== Supplied material ==
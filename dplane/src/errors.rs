// SPDX-License-Identifier: Apache-2.0
// Copyright Open Network Fabric Authors

//! Dataplane errors

use thiserror::Error;

/// Failures to exchange a message with the engine
#[derive(Error, Debug)]
pub enum TransportError {
    #[error("Failed to connect to dataplane at {path}: {source}")]
    ConnectFailed {
        path: String,
        #[source]
        source: std::io::Error,
    },

    #[error("Timeout: did not receive response in time")]
    TimeOut,

    #[error("Peer left")]
    PeerLeft,

    #[error("I/O failure: {0}")]
    Io(#[from] std::io::Error),

    #[error("Decoding error: {0}")]
    DecodeError(&'static str),

    #[error("Encoding error: {0}")]
    EncodeError(&'static str),

    #[error("Unexpected reply: expected message id {expected}, got {got}")]
    UnexpectedReply { expected: u16, got: u16 },

    #[error("Control channel is closed")]
    Closed,
}

/// Failures of a dataplane operation. Each one names the operation and its argument.
#[derive(Error, Debug)]
pub enum DataplaneError {
    #[error("{op}({arg}): control-plane call failed: {source}")]
    Transport {
        op: &'static str,
        arg: String,
        #[source]
        source: TransportError,
    },

    #[error("{op}({arg}): engine returned error code {retval}")]
    Retval {
        op: &'static str,
        arg: String,
        retval: i32,
    },

    #[error("Invalid IP address format: {0}")]
    InvalidAddress(String),

    #[error("NAT IP must be an IPv4 address: {0}")]
    NotIpv4(String),

    #[error("Invalid port range {start}-{end}: ports must be 1-65535 and start <= end")]
    InvalidPortRange { start: u16, end: u16 },

    #[error("Engine returned an invalid interface handle for {0}")]
    InvalidHandle(String),
}

impl DataplaneError {
    /// The status code returned by the engine, if that is what failed
    #[must_use]
    pub fn retval(&self) -> Option<i32> {
        match self {
            DataplaneError::Retval { retval, .. } => Some(*retval),
            _ => None,
        }
    }
}
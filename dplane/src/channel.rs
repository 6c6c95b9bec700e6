// SPDX-License-Identifier: Apache-2.0
// Copyright Open Network Fabric Authors

use crate::{Reply, Request, TransportError};
use async_trait::async_trait;

/// A request/reply channel to the engine. Implementations must be safe to use from
/// many concurrent requests: a single channel is shared by the whole endpoint.
#[async_trait]
pub trait ControlChannel: Send + Sync {
    /// Send a request and wait for its reply. A non-zero status in the reply is NOT an
    /// error at this level; interpreting it is up to the caller.
    async fn invoke(&self, request: Request) -> Result<Reply, TransportError>;
}
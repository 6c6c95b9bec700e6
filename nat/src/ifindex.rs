// SPDX-License-Identifier: Apache-2.0
// Copyright Open Network Fabric Authors

//! Rendezvous for interface handles. The stage that creates the interface of a side stores
//! its handle in the connection's metadata scope; stages further down load it. Values are
//! not checked here.

use crate::NatError;
use chain::Context;
use chain::metadata::Side;
use dplane::InterfaceHandle;

/// Publish the interface handle of a side for the connection of `ctx`
pub fn store(ctx: &Context, side: Side, handle: InterfaceHandle) -> Result<(), NatError> {
    let metadata = ctx
        .metadata()
        .ok_or(NatError::NoMetadata(side))?;
    metadata.side(side).store(handle);
    Ok(())
}

/// The interface handle of a side, if one was published for the connection of `ctx`
#[must_use]
pub fn load(ctx: &Context, side: Side) -> Option<InterfaceHandle> {
    ctx.metadata()
        .and_then(|metadata| metadata.side(side).load::<InterfaceHandle>())
}

/// Forget the interface handle of a side, returning it if there was one
pub fn delete(ctx: &Context, side: Side) -> Option<InterfaceHandle> {
    ctx.metadata()
        .and_then(|metadata| metadata.side(side).delete::<InterfaceHandle>())
}
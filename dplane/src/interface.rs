// SPDX-License-Identifier: Apache-2.0
// Copyright Open Network Fabric Authors

//! Creation and removal of per-connection interfaces

use crate::api::retval;
use crate::{ControlChannel, DataplaneError, InterfaceHandle, InterfaceKind, Request};
use std::sync::Arc;
#[allow(unused)]
use tracing::{debug, error, info, warn};

/// Creates and deletes interfaces in the engine
#[derive(Clone)]
pub struct InterfaceManager {
    channel: Arc<dyn ControlChannel>,
}

impl InterfaceManager {
    #[must_use]
    pub fn new(channel: Arc<dyn ControlChannel>) -> Self {
        Self { channel }
    }

    /// Create an interface and return the handle the engine assigned to it
    pub async fn create_interface(
        &self,
        kind: InterfaceKind,
        name: &str,
    ) -> Result<InterfaceHandle, DataplaneError> {
        const OP: &str = "create_interface";
        let request = Request::CreateInterface {
            kind,
            name: name.to_owned(),
        };
        let reply = self
            .channel
            .invoke(request)
            .await
            .map_err(|source| DataplaneError::Transport {
                op: OP,
                arg: name.to_owned(),
                source,
            })?;
        if reply.retval != retval::OK {
            error!("Failed to create {kind} interface {name}: error code {}", reply.retval);
            return Err(DataplaneError::Retval {
                op: OP,
                arg: name.to_owned(),
                retval: reply.retval,
            });
        }
        if !reply.handle.is_valid() {
            return Err(DataplaneError::InvalidHandle(name.to_owned()));
        }
        debug!("Created {kind} interface {name} with handle {}", reply.handle);
        Ok(reply.handle)
    }

    /// Delete an interface. Deleting an interface that no longer exists succeeds.
    pub async fn delete_interface(&self, handle: InterfaceHandle) -> Result<(), DataplaneError> {
        const OP: &str = "delete_interface";
        let reply = self
            .channel
            .invoke(Request::DeleteInterface { handle })
            .await
            .map_err(|source| DataplaneError::Transport {
                op: OP,
                arg: handle.to_string(),
                source,
            })?;
        match reply.retval {
            retval::OK => {
                debug!("Deleted interface {handle}");
                Ok(())
            }
            retval::INVALID_SW_IF_INDEX => {
                debug!("Interface {handle} was already gone");
                Ok(())
            }
            retval => Err(DataplaneError::Retval {
                op: OP,
                arg: handle.to_string(),
                retval,
            }),
        }
    }
}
===
* [Problem statement]
The lines to copy are those above that contain the string "interfaces".

* [Answer section]
//! Creation and removal of per-connection interfaces
/// Creates and deletes interfaces in the engine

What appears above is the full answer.